Irapuato, Guanajuato.- Este tema, ‘relación’ lo trato hoy dado que, debido a diferentes lugares en donde he estado, y tratado a muy diversas personas, desde hace tiempo me cosquillea en el cerebro, lo que me insinúa me adentre más en su interior para entenderla cabalmente y explicarla.

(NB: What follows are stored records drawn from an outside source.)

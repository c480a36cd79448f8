//! Error types for the transpilation pipeline.

use thiserror::Error;

/// Errors that can occur during transpilation.
///
/// Configuration errors are detected eagerly, before or during pipeline
/// construction. Pass errors abort the run for the affected circuit.
#[derive(Debug, Error)]
#[non_exhaustive]
pub enum TranspileError {
    /// Invalid or conflicting configuration arguments.
    #[error("Invalid transpiler configuration: {0}")]
    InvalidConfiguration(String),

    /// Circuit is wider than the target device.
    #[error(
        "Number of qubits ({required}) in '{circuit}' is greater than maximum ({available}) in the coupling map"
    )]
    CircuitTooWide {
        /// Circuit name.
        circuit: String,
        /// Qubits the circuit needs.
        required: u32,
        /// Qubits the device has.
        available: u32,
    },

    /// Unknown method name requested for a pipeline stage.
    #[error("Unknown {stage} method '{method}' (expected one of: {known})")]
    UnknownStageMethod {
        /// Stage the method was requested for.
        stage: &'static str,
        /// The unknown method name.
        method: String,
        /// Comma-separated known method names.
        known: &'static str,
    },

    /// Optimization level outside the supported 0-3 range.
    #[error("optimization_level can range from 0 to 3, got {0}")]
    InvalidOptimizationLevel(u8),

    /// A pass was run without its declared preconditions satisfied.
    #[error("Pass '{pass}' precondition violated: {reason}")]
    PassPrecondition {
        /// Name of the failing pass.
        pass: &'static str,
        /// What was missing.
        reason: String,
    },

    /// Pipeline declared a pass dependency that is not satisfied by order.
    #[error("Pass '{pass}' requires '{requires}' to run earlier in the pipeline")]
    UnsatisfiedDependency {
        /// The dependent pass.
        pass: String,
        /// The missing predecessor.
        requires: String,
    },

    /// No routing path exists between two physical qubits.
    #[error("No path between physical qubits {0} and {1} in the coupling map")]
    RoutingFailed(u32, u32),

    /// Gate cannot be rewritten into the target basis.
    #[error("No translation rule reaches basis {basis:?} for gate '{gate}'")]
    TranslationFailed {
        /// The untranslatable gate.
        gate: &'static str,
        /// The target basis.
        basis: Vec<String>,
    },

    /// Instruction durations could not be reconciled into one unit domain.
    #[error("Cannot resolve duration of '{name}' on qubits {qubits:?}: {reason}")]
    DurationUnresolved {
        /// Instruction name.
        name: String,
        /// Qubit operands.
        qubits: Vec<u32>,
        /// Why resolution failed.
        reason: String,
    },

    /// One circuit of a batch failed, attributed to its input index.
    #[error("Transpilation of circuit {index} failed: {source}")]
    CircuitFailed {
        /// Original input index of the failing circuit.
        index: usize,
        /// The underlying failure.
        #[source]
        source: Box<TranspileError>,
    },

    /// Error from the circuit IR layer.
    #[error(transparent)]
    Ir(#[from] svalin_ir::IrError),
}

/// Result type for transpiler operations.
pub type TranspileResult<T> = Result<T, TranspileError>;
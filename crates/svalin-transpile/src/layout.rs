//! Virtual-to-physical qubit assignment.

use rustc_hash::FxHashMap;
use serde::{Deserialize, Serialize};
use svalin_ir::QubitId;

use crate::error::{TranspileError, TranspileResult};

/// A bijective assignment of virtual circuit qubits to physical device
/// qubits.
///
/// Both directions are kept as maps so lookup is O(1) either way;
/// [`swap_physical`](Self::swap_physical) keeps them consistent when a
/// routing pass inserts a SWAP.
#[derive(Debug, Clone, Default, PartialEq, Serialize, Deserialize)]
pub struct Layout {
    virt_to_phys: FxHashMap<QubitId, u32>,
    phys_to_virt: FxHashMap<u32, QubitId>,
}

impl Layout {
    /// Create an empty layout.
    pub fn new() -> Self {
        Self::default()
    }

    /// Identity layout: virtual qubit i on physical qubit i.
    pub fn trivial(num_qubits: u32) -> Self {
        let mut layout = Self::new();
        for i in 0..num_qubits {
            layout.insert(QubitId(i), i);
        }
        layout
    }

    /// Build a layout from a physical-qubit list.
    ///
    /// Entry i of the list is the physical qubit assigned to virtual
    /// qubit i. The list length must equal the circuit width, every
    /// entry must be on the device, and entries must be distinct.
    pub fn from_physical_list(
        physical: &[u32],
        num_circuit_qubits: u32,
        num_device_qubits: u32,
    ) -> TranspileResult<Self> {
        if physical.len() as u32 != num_circuit_qubits {
            return Err(TranspileError::InvalidConfiguration(format!(
                "initial_layout has {} entries but the circuit has {} qubits",
                physical.len(),
                num_circuit_qubits
            )));
        }
        let mut layout = Self::new();
        for (virt, &phys) in physical.iter().enumerate() {
            if phys >= num_device_qubits {
                return Err(TranspileError::InvalidConfiguration(format!(
                    "initial_layout assigns physical qubit {phys} but the device has {num_device_qubits} qubits"
                )));
            }
            if layout.phys_to_virt.contains_key(&phys) {
                return Err(TranspileError::InvalidConfiguration(format!(
                    "initial_layout assigns physical qubit {phys} more than once"
                )));
            }
            layout.insert(QubitId(virt as u32), phys);
        }
        Ok(layout)
    }

    /// Build a layout from explicit virtual-to-physical pairs.
    ///
    /// Both sides must be free of duplicates.
    pub fn from_virtual_map(
        pairs: impl IntoIterator<Item = (QubitId, u32)>,
    ) -> TranspileResult<Self> {
        let mut layout = Self::new();
        for (virt, phys) in pairs {
            if layout.virt_to_phys.contains_key(&virt) {
                return Err(TranspileError::InvalidConfiguration(format!(
                    "initial_layout maps virtual qubit {virt} more than once"
                )));
            }
            if layout.phys_to_virt.contains_key(&phys) {
                return Err(TranspileError::InvalidConfiguration(format!(
                    "initial_layout assigns physical qubit {phys} more than once"
                )));
            }
            layout.insert(virt, phys);
        }
        Ok(layout)
    }

    fn insert(&mut self, virt: QubitId, phys: u32) {
        self.virt_to_phys.insert(virt, phys);
        self.phys_to_virt.insert(phys, virt);
    }

    /// Number of mapped qubits.
    pub fn len(&self) -> usize {
        self.virt_to_phys.len()
    }

    /// Check if the layout is empty.
    pub fn is_empty(&self) -> bool {
        self.virt_to_phys.is_empty()
    }

    /// Physical qubit holding a virtual qubit.
    pub fn physical(&self, virt: QubitId) -> Option<u32> {
        self.virt_to_phys.get(&virt).copied()
    }

    /// Virtual qubit held by a physical qubit.
    pub fn virtual_qubit(&self, phys: u32) -> Option<QubitId> {
        self.phys_to_virt.get(&phys).copied()
    }

    /// Exchange the virtual qubits held by two physical qubits.
    ///
    /// Either side may be unoccupied; the occupied one moves.
    pub fn swap_physical(&mut self, a: u32, b: u32) {
        let va = self.phys_to_virt.remove(&a);
        let vb = self.phys_to_virt.remove(&b);
        if let Some(v) = vb {
            self.phys_to_virt.insert(a, v);
            self.virt_to_phys.insert(v, a);
        }
        if let Some(v) = va {
            self.phys_to_virt.insert(b, v);
            self.virt_to_phys.insert(v, b);
        }
    }

    /// Iterate over (virtual, physical) pairs in virtual-qubit order.
    pub fn iter_virtual(&self) -> impl Iterator<Item = (QubitId, u32)> + '_ {
        let mut pairs: Vec<_> = self
            .virt_to_phys
            .iter()
            .map(|(&v, &p)| (v, p))
            .collect();
        pairs.sort_unstable_by_key(|&(v, _)| v.0);
        pairs.into_iter()
    }

    /// Physical qubits in virtual-qubit order.
    pub fn as_physical_list(&self) -> Vec<u32> {
        self.iter_virtual().map(|(_, p)| p).collect()
    }

    /// Check the layout is a bijection over exactly `0..num_qubits`
    /// virtual qubits.
    pub fn is_complete(&self, num_qubits: u32) -> bool {
        self.virt_to_phys.len() as u32 == num_qubits
            && (0..num_qubits).all(|i| self.virt_to_phys.contains_key(&QubitId(i)))
    }
}

#[cfg(test)]
mod tests {
    use super::*;

    #[test]
    fn test_trivial() {
        let layout = Layout::trivial(3);
        assert_eq!(layout.len(), 3);
        assert_eq!(layout.physical(QubitId(2)), Some(2));
        assert_eq!(layout.virtual_qubit(0), Some(QubitId(0)));
        assert!(layout.is_complete(3));
    }

    #[test]
    fn test_from_physical_list() {
        let layout = Layout::from_physical_list(&[2, 0, 1], 3, 3).unwrap();
        assert_eq!(layout.physical(QubitId(0)), Some(2));
        assert_eq!(layout.virtual_qubit(1), Some(QubitId(2)));
        assert_eq!(layout.as_physical_list(), vec![2, 0, 1]);
    }

    #[test]
    fn test_physical_list_validation() {
        assert!(matches!(
            Layout::from_physical_list(&[0, 1], 3, 3),
            Err(TranspileError::InvalidConfiguration(_))
        ));
        assert!(matches!(
            Layout::from_physical_list(&[0, 0, 1], 3, 3),
            Err(TranspileError::InvalidConfiguration(_))
        ));
        assert!(matches!(
            Layout::from_physical_list(&[0, 1, 7], 3, 3),
            Err(TranspileError::InvalidConfiguration(_))
        ));
    }

    #[test]
    fn test_swap_physical() {
        let mut layout = Layout::trivial(2);
        layout.swap_physical(0, 1);
        assert_eq!(layout.physical(QubitId(0)), Some(1));
        assert_eq!(layout.physical(QubitId(1)), Some(0));
        assert_eq!(layout.virtual_qubit(0), Some(QubitId(1)));
    }

    #[test]
    fn test_swap_with_unoccupied() {
        let mut layout = Layout::from_physical_list(&[0], 1, 3).unwrap();
        layout.swap_physical(0, 2);
        assert_eq!(layout.physical(QubitId(0)), Some(2));
        assert_eq!(layout.virtual_qubit(0), None);
    }

    #[test]
    fn test_virtual_map_duplicates() {
        let err = Layout::from_virtual_map([(QubitId(0), 1), (QubitId(1), 1)]).unwrap_err();
        assert!(matches!(err, TranspileError::InvalidConfiguration(_)));
    }
}
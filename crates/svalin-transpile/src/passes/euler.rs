//! Single-qubit gate algebra shared by translation and optimization.
//!
//! Every one-qubit standard gate is `e^{i*phase} * U(theta, phi, lambda)`
//! for some angles; passes work in that canonical form and re-emit
//! either a `u` gate or the rz/sx sequence
//!
//! ```text
//! U(t, p, l) = e^{i(pi+p+l)/2} RZ(p+pi) SX RZ(t+pi) SX RZ(l)
//! ```
//!
//! depending on the basis.

use num_complex::Complex64;
use std::f64::consts::PI;
use svalin_ir::StandardGate;

pub(crate) const ANGLE_TOL: f64 = 1e-10;

/// 2x2 complex matrix, row major.
pub(crate) type Matrix2 = [[Complex64; 2]; 2];

/// Canonical `(theta, phi, lambda, phase)` form of a one-qubit gate.
pub(crate) fn u_params(gate: &StandardGate) -> Option<(f64, f64, f64, f64)> {
    let half = PI / 2.0;
    Some(match *gate {
        StandardGate::I => (0.0, 0.0, 0.0, 0.0),
        StandardGate::X => (PI, 0.0, PI, 0.0),
        StandardGate::Y => (PI, half, half, 0.0),
        StandardGate::Z => (0.0, 0.0, PI, 0.0),
        StandardGate::H => (half, 0.0, PI, 0.0),
        StandardGate::S => (0.0, 0.0, half, 0.0),
        StandardGate::Sdg => (0.0, 0.0, -half, 0.0),
        StandardGate::T => (0.0, 0.0, PI / 4.0, 0.0),
        StandardGate::Tdg => (0.0, 0.0, -PI / 4.0, 0.0),
        StandardGate::SX => (half, -half, half, PI / 4.0),
        StandardGate::SXdg => (-half, -half, half, -PI / 4.0),
        StandardGate::Rx(t) => (t, -half, half, 0.0),
        StandardGate::Ry(t) => (t, 0.0, 0.0, 0.0),
        StandardGate::Rz(t) => (0.0, 0.0, t, -t / 2.0),
        StandardGate::P(t) => (0.0, 0.0, t, 0.0),
        StandardGate::U(t, p, l) => (t, p, l, 0.0),
        _ => return None,
    })
}

/// Matrix of `U(theta, phi, lambda)`.
pub(crate) fn u_matrix(theta: f64, phi: f64, lambda: f64) -> Matrix2 {
    let c = Complex64::new((theta / 2.0).cos(), 0.0);
    let s = Complex64::new((theta / 2.0).sin(), 0.0);
    let el = Complex64::from_polar(1.0, lambda);
    let ep = Complex64::from_polar(1.0, phi);
    [[c, -el * s], [ep * s, ep * el * c]]
}

/// Full matrix of a one-qubit gate, global phase included.
pub(crate) fn gate_matrix(gate: &StandardGate) -> Option<Matrix2> {
    let (t, p, l, phase) = u_params(gate)?;
    let g = Complex64::from_polar(1.0, phase);
    let m = u_matrix(t, p, l);
    Some([[g * m[0][0], g * m[0][1]], [g * m[1][0], g * m[1][1]]])
}

/// Matrix product `a * b`.
pub(crate) fn matmul(a: &Matrix2, b: &Matrix2) -> Matrix2 {
    let mut out = [[Complex64::new(0.0, 0.0); 2]; 2];
    for (i, row) in out.iter_mut().enumerate() {
        for (j, cell) in row.iter_mut().enumerate() {
            *cell = a[i][0] * b[0][j] + a[i][1] * b[1][j];
        }
    }
    out
}

/// Decompose a unitary matrix back to `(theta, phi, lambda, phase)`.
pub(crate) fn params_from_matrix(m: &Matrix2) -> (f64, f64, f64, f64) {
    let abs00 = m[0][0].norm();
    let abs10 = m[1][0].norm();
    let theta = 2.0 * abs10.atan2(abs00);

    if abs10 < ANGLE_TOL {
        // Diagonal: phases only.
        let phase = m[0][0].arg();
        let lambda = m[1][1].arg() - phase;
        return (0.0, 0.0, wrap_angle(lambda), phase);
    }
    if abs00 < ANGLE_TOL {
        // Anti-diagonal: theta = pi, lambda folded to zero.
        let phase = (-m[0][1]).arg();
        let phi = m[1][0].arg() - phase;
        return (PI, wrap_angle(phi), 0.0, phase);
    }

    let phase = m[0][0].arg();
    let phi = m[1][0].arg() - phase;
    let lambda = m[1][1].arg() - phase - phi;
    (theta, wrap_angle(phi), wrap_angle(lambda), phase)
}

/// Wrap an angle into `(-pi, pi]`.
pub(crate) fn wrap_angle(angle: f64) -> f64 {
    let two_pi = 2.0 * PI;
    let mut a = angle % two_pi;
    if a <= -PI {
        a += two_pi;
    } else if a > PI {
        a -= two_pi;
    }
    a
}

/// Express `e^{i*phase} U(theta, phi, lambda)` in the given basis.
///
/// Returns the gate sequence in circuit order and the global phase the
/// caller must add, or `None` when the basis has neither `u` nor the
/// rz/sx pair.
pub(crate) fn emit_1q(
    theta: f64,
    phi: f64,
    lambda: f64,
    phase: f64,
    basis_has: impl Fn(&str) -> bool,
) -> Option<(Vec<StandardGate>, f64)> {
    if theta.abs() < ANGLE_TOL {
        let total = wrap_angle(phi + lambda);
        if total.abs() < ANGLE_TOL {
            return Some((vec![], phase));
        }
        if basis_has("rz") {
            return Some((vec![StandardGate::Rz(total)], phase + total / 2.0));
        }
        if basis_has("u") {
            return Some((vec![StandardGate::U(0.0, 0.0, total)], phase));
        }
        return None;
    }

    if basis_has("u") {
        return Some((vec![StandardGate::U(theta, phi, lambda)], phase));
    }
    if basis_has("rz") && basis_has("sx") {
        let gates = vec![
            StandardGate::Rz(lambda),
            StandardGate::SX,
            StandardGate::Rz(theta + PI),
            StandardGate::SX,
            StandardGate::Rz(phi + PI),
        ];
        return Some((gates, phase + (PI + phi + lambda) / 2.0));
    }
    None
}

#[cfg(test)]
mod tests {
    use super::*;

    fn approx(a: &Matrix2, b: &Matrix2) -> bool {
        a.iter()
            .flatten()
            .zip(b.iter().flatten())
            .all(|(x, y)| (x - y).norm() < 1e-9)
    }

    fn sequence_matrix(gates: &[StandardGate], phase: f64) -> Matrix2 {
        let mut m = [
            [Complex64::new(1.0, 0.0), Complex64::new(0.0, 0.0)],
            [Complex64::new(0.0, 0.0), Complex64::new(1.0, 0.0)],
        ];
        // Circuit order: later gates multiply from the left.
        for g in gates {
            m = matmul(&gate_matrix(g).unwrap(), &m);
        }
        let p = Complex64::from_polar(1.0, phase);
        [[p * m[0][0], p * m[0][1]], [p * m[1][0], p * m[1][1]]]
    }

    #[test]
    fn test_gate_matrices_are_unitary() {
        let gates = [
            StandardGate::H,
            StandardGate::SX,
            StandardGate::SXdg,
            StandardGate::T,
            StandardGate::Rx(0.3),
            StandardGate::Rz(1.1),
            StandardGate::U(0.5, 1.0, -0.7),
        ];
        for g in &gates {
            let m = gate_matrix(g).unwrap();
            let det = m[0][0] * m[1][1] - m[0][1] * m[1][0];
            assert!((det.norm() - 1.0).abs() < 1e-9, "{g:?}");
        }
    }

    #[test]
    fn test_zsx_identity() {
        for &(t, p, l) in &[
            (0.4, 0.9, -1.3),
            (PI / 2.0, 0.0, PI),
            (PI, 0.5, 0.0),
            (2.0, -2.0, 2.5),
        ] {
            let target = u_matrix(t, p, l);
            let (gates, phase) = emit_1q(t, p, l, 0.0, |n| n == "rz" || n == "sx").unwrap();
            let got = sequence_matrix(&gates, phase);
            assert!(approx(&got, &target), "theta={t} phi={p} lambda={l}");
        }
    }

    #[test]
    fn test_diagonal_shortcut() {
        let (gates, phase) = emit_1q(0.0, 0.3, 0.4, 0.0, |n| n == "rz").unwrap();
        assert_eq!(gates.len(), 1);
        let got = sequence_matrix(&gates, phase);
        assert!(approx(&got, &u_matrix(0.0, 0.3, 0.4)));
    }

    #[test]
    fn test_roundtrip_through_matrix() {
        for g in [
            StandardGate::H,
            StandardGate::X,
            StandardGate::SX,
            StandardGate::Ry(0.8),
            StandardGate::Rz(-2.1),
        ] {
            let m = gate_matrix(&g).unwrap();
            let (t, p, l, phase) = params_from_matrix(&m);
            let g2 = Complex64::from_polar(1.0, phase);
            let rebuilt = u_matrix(t, p, l);
            let rebuilt = [
                [g2 * rebuilt[0][0], g2 * rebuilt[0][1]],
                [g2 * rebuilt[1][0], g2 * rebuilt[1][1]],
            ];
            assert!(approx(&rebuilt, &m), "{g:?}");
        }
    }

    #[test]
    fn test_identity_collapses_to_nothing() {
        let (gates, _) = emit_1q(0.0, 0.0, 0.0, 0.5, |_| true).unwrap();
        assert!(gates.is_empty());
    }
}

 Dadas esas variadas circunstancias entiendo la relación, por oposición, entre los términos ‘propiedad’ y ‘pertenencia’. A lo largo de mi vida me producen muchas visiones, recuerdos y satisfacciones ingresar a uno de tantos lugares que, tiempo atrás, participé con actividades diferentes a lo largo de mi vida y trabajo. Me explico, ejemplificando: asisto a la casa que ahora es el Museo Salvador Almaraz. Ingreso y participo de los actos que ahí se celebran. Al hacerlo me gana la nostalgia, la que se manifiesta con recuerdos de mi vida en ella. ¿Por qué? Sucede que en la calle Allende -donde se ubica dicho museo en la casa con el número 19 nací en 1937, y en otras dos casas más viví en esa calle durante 49 años de mi vida. La historia de esa calle y sus moradores, así como lo sucedido en ella la conozco al dedillo, vivencialmente: quién murió, que casa demolieron, que bache sigue en tal lugar…esa calle fue conocida por la gran cantidad de niños que la gozábamos, a punta de regaños y nalgadas para que obedeciéramos, pero era nuestra calle; empedrada, con focos uno en cada esquina, con caños que descargaban de cada azotea el agua de lluvia sobre las banquetas y la calle. Con olor a pan de huevo que llevaban diario a vender de casa en casa; pulque y agua miel, que no compraban en la casa pero sí olía; el panadero -mi mamá lo llamaba ‘el güero’-, aunque era más negro que el carbón de los fogones; don Jesusito, chaparrito, chiquito, chiquito, que llevaba agua para beber en botes alcoholeros, uno de cada lado de sus hombros; llenas de silencios, alterados muy de vez en cuando con el rugido de las charchinas modelo ’37 que  causaban sensación, y algunas veces, lástima;  de las  muchas puertas de las casas y zaguanes de par en par, sin temor a que entrara gente de mala entraña…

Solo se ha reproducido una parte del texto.